[Start of Attachment]
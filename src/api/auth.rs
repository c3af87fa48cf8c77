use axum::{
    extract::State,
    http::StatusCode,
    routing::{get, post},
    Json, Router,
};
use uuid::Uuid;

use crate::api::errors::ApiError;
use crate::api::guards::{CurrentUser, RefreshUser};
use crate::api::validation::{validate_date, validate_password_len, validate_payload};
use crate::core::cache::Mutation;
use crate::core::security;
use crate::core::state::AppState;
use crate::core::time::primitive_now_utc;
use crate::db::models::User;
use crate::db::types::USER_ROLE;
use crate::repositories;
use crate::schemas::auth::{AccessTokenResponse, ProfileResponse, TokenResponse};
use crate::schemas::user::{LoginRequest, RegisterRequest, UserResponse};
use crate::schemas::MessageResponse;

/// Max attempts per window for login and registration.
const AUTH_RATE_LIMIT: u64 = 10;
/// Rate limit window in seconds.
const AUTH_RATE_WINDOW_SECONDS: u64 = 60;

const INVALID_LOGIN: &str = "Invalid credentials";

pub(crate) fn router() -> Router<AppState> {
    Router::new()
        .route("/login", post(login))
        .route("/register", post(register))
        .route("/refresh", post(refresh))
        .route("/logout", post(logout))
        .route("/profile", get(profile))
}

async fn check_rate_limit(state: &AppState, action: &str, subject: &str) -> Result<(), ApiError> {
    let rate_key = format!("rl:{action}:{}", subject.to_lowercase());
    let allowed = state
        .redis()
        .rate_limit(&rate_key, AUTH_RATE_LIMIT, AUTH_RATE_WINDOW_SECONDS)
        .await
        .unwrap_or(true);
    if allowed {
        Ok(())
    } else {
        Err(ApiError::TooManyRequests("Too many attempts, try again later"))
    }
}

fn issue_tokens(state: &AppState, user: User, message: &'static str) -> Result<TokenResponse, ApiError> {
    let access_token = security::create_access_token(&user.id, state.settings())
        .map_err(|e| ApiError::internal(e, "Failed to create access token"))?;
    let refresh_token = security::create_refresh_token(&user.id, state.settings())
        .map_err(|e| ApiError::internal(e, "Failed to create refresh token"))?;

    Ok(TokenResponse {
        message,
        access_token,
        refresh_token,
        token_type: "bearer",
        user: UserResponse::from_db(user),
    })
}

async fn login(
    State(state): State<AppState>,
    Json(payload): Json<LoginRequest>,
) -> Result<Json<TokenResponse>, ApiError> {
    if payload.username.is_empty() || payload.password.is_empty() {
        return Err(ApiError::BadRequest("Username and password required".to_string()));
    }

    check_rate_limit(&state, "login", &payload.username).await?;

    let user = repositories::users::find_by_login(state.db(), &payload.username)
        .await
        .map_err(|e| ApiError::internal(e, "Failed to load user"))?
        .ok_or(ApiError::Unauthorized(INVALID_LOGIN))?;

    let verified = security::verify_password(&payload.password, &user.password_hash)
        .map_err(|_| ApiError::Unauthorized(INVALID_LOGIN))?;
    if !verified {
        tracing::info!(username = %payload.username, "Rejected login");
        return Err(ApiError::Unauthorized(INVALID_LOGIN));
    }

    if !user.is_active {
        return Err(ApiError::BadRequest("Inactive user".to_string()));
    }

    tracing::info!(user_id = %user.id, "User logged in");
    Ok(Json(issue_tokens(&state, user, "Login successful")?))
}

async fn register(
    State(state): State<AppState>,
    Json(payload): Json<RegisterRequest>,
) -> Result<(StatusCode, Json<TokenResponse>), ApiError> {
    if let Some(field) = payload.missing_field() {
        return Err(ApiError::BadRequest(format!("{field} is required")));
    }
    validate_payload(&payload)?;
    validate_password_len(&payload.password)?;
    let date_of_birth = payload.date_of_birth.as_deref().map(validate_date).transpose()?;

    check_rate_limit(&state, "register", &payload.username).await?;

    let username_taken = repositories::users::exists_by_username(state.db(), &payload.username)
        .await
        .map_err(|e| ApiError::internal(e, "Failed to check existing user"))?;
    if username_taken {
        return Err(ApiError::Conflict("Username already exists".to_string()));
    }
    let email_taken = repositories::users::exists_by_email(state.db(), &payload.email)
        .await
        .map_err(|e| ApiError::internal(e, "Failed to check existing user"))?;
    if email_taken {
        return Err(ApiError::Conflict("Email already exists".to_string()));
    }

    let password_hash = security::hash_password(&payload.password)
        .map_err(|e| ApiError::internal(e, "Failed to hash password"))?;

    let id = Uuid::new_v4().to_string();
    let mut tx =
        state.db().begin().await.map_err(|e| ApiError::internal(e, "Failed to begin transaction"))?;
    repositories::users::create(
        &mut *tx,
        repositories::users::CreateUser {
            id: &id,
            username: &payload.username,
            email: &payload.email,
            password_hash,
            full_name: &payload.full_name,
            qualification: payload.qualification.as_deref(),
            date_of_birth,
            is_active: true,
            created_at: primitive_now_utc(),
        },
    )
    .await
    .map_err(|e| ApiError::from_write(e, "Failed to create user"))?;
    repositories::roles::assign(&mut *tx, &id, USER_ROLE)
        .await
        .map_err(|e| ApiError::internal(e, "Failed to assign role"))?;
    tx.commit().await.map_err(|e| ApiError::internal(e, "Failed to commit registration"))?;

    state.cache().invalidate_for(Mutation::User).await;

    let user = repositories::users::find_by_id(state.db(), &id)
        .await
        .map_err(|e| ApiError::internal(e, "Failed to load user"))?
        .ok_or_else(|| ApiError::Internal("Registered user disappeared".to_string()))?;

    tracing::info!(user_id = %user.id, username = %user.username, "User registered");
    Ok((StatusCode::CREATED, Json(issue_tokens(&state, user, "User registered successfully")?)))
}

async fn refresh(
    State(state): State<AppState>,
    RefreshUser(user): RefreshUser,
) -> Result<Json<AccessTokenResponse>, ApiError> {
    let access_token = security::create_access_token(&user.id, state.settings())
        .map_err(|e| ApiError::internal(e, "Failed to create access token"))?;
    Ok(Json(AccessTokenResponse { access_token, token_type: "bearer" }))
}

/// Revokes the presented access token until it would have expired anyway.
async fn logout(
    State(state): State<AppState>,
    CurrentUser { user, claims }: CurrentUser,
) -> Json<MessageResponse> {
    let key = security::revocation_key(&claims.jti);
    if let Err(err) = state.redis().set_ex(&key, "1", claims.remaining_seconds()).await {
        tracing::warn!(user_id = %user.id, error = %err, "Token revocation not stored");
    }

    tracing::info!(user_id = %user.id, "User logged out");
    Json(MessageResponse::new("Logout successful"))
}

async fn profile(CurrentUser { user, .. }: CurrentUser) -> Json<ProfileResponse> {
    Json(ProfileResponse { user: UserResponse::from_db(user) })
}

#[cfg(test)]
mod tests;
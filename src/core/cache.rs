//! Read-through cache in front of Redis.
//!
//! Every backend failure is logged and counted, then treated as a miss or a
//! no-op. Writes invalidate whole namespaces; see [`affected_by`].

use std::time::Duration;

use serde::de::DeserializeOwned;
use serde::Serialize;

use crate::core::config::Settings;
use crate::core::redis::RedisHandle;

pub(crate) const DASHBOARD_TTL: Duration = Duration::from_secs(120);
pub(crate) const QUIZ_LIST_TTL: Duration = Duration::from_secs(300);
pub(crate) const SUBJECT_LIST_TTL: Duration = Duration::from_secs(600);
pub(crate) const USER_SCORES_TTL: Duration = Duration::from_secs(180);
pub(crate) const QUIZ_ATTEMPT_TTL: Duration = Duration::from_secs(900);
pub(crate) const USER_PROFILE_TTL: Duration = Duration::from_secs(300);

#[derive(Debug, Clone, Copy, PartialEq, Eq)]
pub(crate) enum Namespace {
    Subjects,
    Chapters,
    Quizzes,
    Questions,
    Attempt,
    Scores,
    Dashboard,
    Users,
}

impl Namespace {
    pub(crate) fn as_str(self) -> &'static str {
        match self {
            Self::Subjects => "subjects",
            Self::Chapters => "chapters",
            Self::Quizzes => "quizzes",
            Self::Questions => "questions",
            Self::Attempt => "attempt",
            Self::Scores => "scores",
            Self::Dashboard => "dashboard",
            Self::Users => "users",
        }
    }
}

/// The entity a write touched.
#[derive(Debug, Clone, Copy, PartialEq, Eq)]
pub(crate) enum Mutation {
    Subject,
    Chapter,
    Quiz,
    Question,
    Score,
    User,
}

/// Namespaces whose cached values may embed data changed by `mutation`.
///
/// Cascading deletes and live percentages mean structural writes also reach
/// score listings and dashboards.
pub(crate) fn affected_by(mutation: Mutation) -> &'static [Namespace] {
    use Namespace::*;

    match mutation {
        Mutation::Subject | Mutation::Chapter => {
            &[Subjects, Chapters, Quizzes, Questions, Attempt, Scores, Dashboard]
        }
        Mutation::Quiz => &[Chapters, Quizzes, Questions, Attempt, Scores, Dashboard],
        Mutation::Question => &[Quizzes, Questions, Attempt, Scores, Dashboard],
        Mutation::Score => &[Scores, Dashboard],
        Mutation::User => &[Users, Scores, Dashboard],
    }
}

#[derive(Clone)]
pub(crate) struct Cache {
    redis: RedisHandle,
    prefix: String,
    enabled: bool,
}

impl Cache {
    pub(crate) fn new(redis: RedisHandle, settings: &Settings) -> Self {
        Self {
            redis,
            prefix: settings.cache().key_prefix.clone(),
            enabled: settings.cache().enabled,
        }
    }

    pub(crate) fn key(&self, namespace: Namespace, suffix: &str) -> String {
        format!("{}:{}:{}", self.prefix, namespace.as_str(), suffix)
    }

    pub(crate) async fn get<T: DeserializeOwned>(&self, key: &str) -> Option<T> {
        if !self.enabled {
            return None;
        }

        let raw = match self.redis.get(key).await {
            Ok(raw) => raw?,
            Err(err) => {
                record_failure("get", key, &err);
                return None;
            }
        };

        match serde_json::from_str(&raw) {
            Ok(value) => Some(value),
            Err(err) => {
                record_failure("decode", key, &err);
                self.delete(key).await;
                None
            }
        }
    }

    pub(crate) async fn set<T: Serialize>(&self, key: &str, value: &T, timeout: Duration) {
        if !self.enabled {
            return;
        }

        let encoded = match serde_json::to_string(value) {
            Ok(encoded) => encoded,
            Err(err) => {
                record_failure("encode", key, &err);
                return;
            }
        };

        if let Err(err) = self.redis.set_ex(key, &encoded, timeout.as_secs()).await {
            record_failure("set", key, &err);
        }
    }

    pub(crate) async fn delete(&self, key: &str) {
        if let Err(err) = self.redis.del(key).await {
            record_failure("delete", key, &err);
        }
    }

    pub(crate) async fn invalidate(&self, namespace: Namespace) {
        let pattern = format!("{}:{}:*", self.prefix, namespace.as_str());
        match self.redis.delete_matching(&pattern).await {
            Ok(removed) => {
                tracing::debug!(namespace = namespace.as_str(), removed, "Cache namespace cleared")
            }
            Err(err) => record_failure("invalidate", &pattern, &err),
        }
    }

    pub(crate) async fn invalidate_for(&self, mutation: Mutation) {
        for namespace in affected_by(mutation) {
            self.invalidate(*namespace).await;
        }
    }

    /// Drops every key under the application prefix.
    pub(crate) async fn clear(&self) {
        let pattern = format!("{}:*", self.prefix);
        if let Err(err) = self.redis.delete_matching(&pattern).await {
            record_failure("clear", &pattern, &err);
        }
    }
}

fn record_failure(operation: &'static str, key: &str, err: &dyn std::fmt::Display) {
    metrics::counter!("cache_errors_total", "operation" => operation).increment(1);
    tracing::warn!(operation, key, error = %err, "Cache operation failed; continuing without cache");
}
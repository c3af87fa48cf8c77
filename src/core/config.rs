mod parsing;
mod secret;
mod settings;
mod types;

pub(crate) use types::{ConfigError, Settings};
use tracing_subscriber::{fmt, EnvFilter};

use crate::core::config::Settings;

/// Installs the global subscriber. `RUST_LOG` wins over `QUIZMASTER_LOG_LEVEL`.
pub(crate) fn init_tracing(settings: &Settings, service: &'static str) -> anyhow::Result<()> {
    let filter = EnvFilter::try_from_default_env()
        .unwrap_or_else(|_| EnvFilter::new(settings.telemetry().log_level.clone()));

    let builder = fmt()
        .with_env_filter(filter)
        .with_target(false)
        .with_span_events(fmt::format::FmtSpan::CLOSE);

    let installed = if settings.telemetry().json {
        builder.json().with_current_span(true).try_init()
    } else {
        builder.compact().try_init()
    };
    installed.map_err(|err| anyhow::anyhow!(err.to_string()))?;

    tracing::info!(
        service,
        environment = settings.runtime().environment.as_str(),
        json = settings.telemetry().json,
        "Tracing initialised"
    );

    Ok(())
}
[End of Attachment]
## Your instructions:
Transcribe the lines above between the line holding "pub(crate) const DASHBOARD_TTL: Duration" and the line holding "pub(crate) const QUIZ_ATTEMPT_TTL: Duration", inclusive, exactly as they stand and with nothing added.

## Completed task:
pub(crate) const DASHBOARD_TTL: Duration = Duration::from_secs(120);
pub(crate) const QUIZ_LIST_TTL: Duration = Duration::from_secs(300);
pub(crate) const SUBJECT_LIST_TTL: Duration = Duration::from_secs(600);
pub(crate) const USER_SCORES_TTL: Duration = Duration::from_secs(180);
pub(crate) const QUIZ_ATTEMPT_TTL: Duration = Duration::from_secs(900);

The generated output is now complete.